St Narcissus of Jerusalem (99-216). Roman Catholic Feast Day for Greek Bishop of Jerusalem and Confessor, an early patriarch of Jerusalem. The average reign of the Bishops of Jerusalem was short after St Simeon the second Bishop was martyred in 117 by the Emperor Trajan and Narcissus was at least 80 when made the thirtieth Bishop, more than a century having elapsed since the city had been destroyed by the Romans before its rebuilding as Aelia Capitolina, a Roman colony founded during Emperor Hadrian’s visit to Judah in 129 and centred around Jerusalem. In 195, St Narcissus, with the Bishop of Caesarea in Palestine, presided over a council held in Caesarea by the Bishops of Palestine, which decreed that Easter was to be kept on a Sunday and not coincident with the Jewish Passover. St Narcissus performed many miracles, including one during the Easter Vigil when he changed water into oil to supply all the lamps of the church.

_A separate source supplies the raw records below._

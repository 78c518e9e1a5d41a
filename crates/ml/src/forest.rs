//! 随机森林
//!
//! 对自助采样的样本集训练一组CART树: 分类树在每个分裂点
//! 采样 sqrt(特征数) 个特征，回归树使用全部特征，与常见
//! 树集成实现的默认行为一致。种子固定以保证可复现。

use ndarray::Array2;
use rand::rngs::StdRng;
use rand::{Rng, SeedableRng};
use serde::{Deserialize, Serialize};

use crate::tree::{DecisionTree, TreeParams, TreeTask};

#[derive(Debug, Clone)]
pub struct ForestParams {
    pub n_estimators: usize,
    pub max_depth: usize,
    pub min_samples_split: usize,
    pub seed: u64,
}

impl Default for ForestParams {
    fn default() -> Self {
        Self {
            n_estimators: 100,
            max_depth: 16,
            min_samples_split: 2,
            seed: 42,
        }
    }
}

#[derive(Debug, Clone, Serialize, Deserialize)]
pub struct RandomForest {
    trees: Vec<DecisionTree>,
    task: TreeTask,
    n_features: usize,
}

impl RandomForest {
    pub fn fit_classifier(
        x: &Array2<f64>,
        classes: &[usize],
        n_classes: usize,
        params: &ForestParams,
    ) -> Self {
        let y: Vec<f64> = classes.iter().map(|&c| c as f64).collect();
        let max_features = ((x.ncols() as f64).sqrt().ceil() as usize).max(1);
        Self::fit(
            x,
            &y,
            TreeTask::Classification { n_classes },
            Some(max_features),
            params,
        )
    }

    pub fn fit_regressor(x: &Array2<f64>, y: &[f64], params: &ForestParams) -> Self {
        Self::fit(x, y, TreeTask::Regression, None, params)
    }

    fn fit(
        x: &Array2<f64>,
        y: &[f64],
        task: TreeTask,
        max_features: Option<usize>,
        params: &ForestParams,
    ) -> Self {
        let n = x.nrows();
        let tree_params = TreeParams {
            max_depth: params.max_depth,
            min_samples_split: params.min_samples_split,
            max_features,
            task,
        };

        let mut trees = Vec::with_capacity(params.n_estimators);
        for t in 0..params.n_estimators {
            // 每棵树使用独立但确定的随机序列
            let mut rng = StdRng::seed_from_u64(params.seed.wrapping_add(t as u64));
            let samples: Vec<usize> = (0..n).map(|_| rng.gen_range(0..n)).collect();
            trees.push(DecisionTree::fit(x, y, &samples, &tree_params, &mut rng));
        }

        Self {
            trees,
            task,
            n_features: x.ncols(),
        }
    }

    pub fn n_features(&self) -> usize {
        self.n_features
    }

    pub fn task(&self) -> TreeTask {
        self.task
    }

    /// 多数投票，平票时取下标最小的类
    pub fn predict_class(&self, x: &Array2<f64>) -> Vec<usize> {
        let n_classes = match self.task {
            TreeTask::Classification { n_classes } => n_classes,
            TreeTask::Regression => 0,
        };
        let mut predictions = Vec::with_capacity(x.nrows());
        for row in x.rows() {
            let mut votes = vec![0usize; n_classes];
            for tree in &self.trees {
                votes[tree.predict_row(row) as usize] += 1;
            }
            let mut best = 0;
            for (class, &count) in votes.iter().enumerate() {
                if count > votes[best] {
                    best = class;
                }
            }
            predictions.push(best);
        }
        predictions
    }

    /// 各树预测值的均值
    pub fn predict_value(&self, x: &Array2<f64>) -> Vec<f64> {
        let mut predictions = Vec::with_capacity(x.nrows());
        for row in x.rows() {
            let sum: f64 = self.trees.iter().map(|tree| tree.predict_row(row)).sum();
            predictions.push(sum / self.trees.len() as f64);
        }
        predictions
    }
}

#[cfg(test)]
mod tests {
    use super::*;
    use ndarray::array;

    fn small_params() -> ForestParams {
        ForestParams {
            n_estimators: 25,
            ..ForestParams::default()
        }
    }

    #[test]
    fn test_classifier_on_separable_data() {
        let x = array![
            [0.0, 0.1],
            [0.5, 0.2],
            [1.0, 0.0],
            [0.2, 0.4],
            [10.0, 9.8],
            [10.5, 10.2],
            [11.0, 10.0],
            [10.2, 10.4]
        ];
        let classes = vec![0, 0, 0, 0, 1, 1, 1, 1];

        let forest = RandomForest::fit_classifier(&x, &classes, 2, &small_params());
        let predictions = forest.predict_class(&x);
        assert_eq!(predictions, classes);

        let unseen = array![[0.3, 0.3], [10.3, 10.1]];
        assert_eq!(forest.predict_class(&unseen), vec![0, 1]);
    }

    #[test]
    fn test_regressor_approximates_linear_target() {
        let n = 40;
        let mut rows = Vec::new();
        let mut y = Vec::new();
        for i in 0..n {
            let v = i as f64;
            rows.push([v]);
            y.push(3.0 * v);
        }
        let x = Array2::from_shape_vec((n, 1), rows.into_iter().flatten().collect()).unwrap();

        let forest = RandomForest::fit_regressor(&x, &y, &small_params());
        let predictions = forest.predict_value(&x);
        // 树模型在训练区间内部应当接近目标值
        let mid = predictions[n / 2];
        assert!((mid - 3.0 * (n / 2) as f64).abs() < 10.0);
    }

    #[test]
    fn test_fit_is_deterministic() {
        let x = array![[0.0], [1.0], [2.0], [10.0], [11.0], [12.0]];
        let classes = vec![0, 0, 0, 1, 1, 1];

        let a = RandomForest::fit_classifier(&x, &classes, 2, &small_params());
        let b = RandomForest::fit_classifier(&x, &classes, 2, &small_params());
        assert_eq!(
            serde_json::to_string(&a).unwrap(),
            serde_json::to_string(&b).unwrap()
        );
    }

    #[test]
    fn test_serde_round_trip_preserves_predictions() {
        let x = array![[0.0], [1.0], [2.0], [10.0], [11.0], [12.0]];
        let classes = vec![0, 0, 0, 1, 1, 1];
        let forest = RandomForest::fit_classifier(&x, &classes, 2, &small_params());

        let json = serde_json::to_string(&forest).unwrap();
        let restored: RandomForest = serde_json::from_str(&json).unwrap();
        assert_eq!(forest.predict_class(&x), restored.predict_class(&x));
    }
}
use std::sync::atomic::{AtomicBool, Ordering};
use std::sync::Arc;

/// 协作式取消标记
///
/// 取消只在流水线的阶段边界被检查，不会抢占正在进行的数值计算。
/// Job Store为每个任务持有一个标记，`cancel()` 置位后由Worker在
/// 下一个检查点观察到并提前退出。
#[derive(Debug, Clone, Default)]
pub struct CancellationFlag {
    inner: Arc<AtomicBool>,
}

impl CancellationFlag {
    pub fn new() -> Self {
        Self::default()
    }

    pub fn cancel(&self) {
        self.inner.store(true, Ordering::SeqCst);
    }

    pub fn is_cancelled(&self) -> bool {
        self.inner.load(Ordering::SeqCst)
    }
}

#[cfg(test)]
mod tests {
    use super::*;

    #[test]
    fn test_flag_starts_clear() {
        let flag = CancellationFlag::new();
        assert!(!flag.is_cancelled());
    }

    #[test]
    fn test_cancel_is_visible_to_clones() {
        let flag = CancellationFlag::new();
        let observer = flag.clone();
        flag.cancel();
        assert!(observer.is_cancelled());
    }
}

He was the subject of several serious allegations by members of the Christian community but these proved to be false and he forgave his accusers but left Jerusalem and lived in seclusion for several years. Three Bishops governed the See of Jerusalem in succession during his absence and, upon his return to Jerusalem, the people unanimously sought him out and asked him to resume his episcopal duties. This he did but, owing to his extreme age and the weight of his duties, he made St Alexander his coadjutor bishop. St Narcissus continued to serve his flock and churches outside his jurisdiction by his constant prayer and exhortations to the faithful for unity and peace. He died at 117 in Aelia Capitolina. Venerated in Roman Catholic Church and Eastern Orthodox Church. His Feast Day is 7 August in the Eastern Orthodox Church. Image: catholicnewsagency.com.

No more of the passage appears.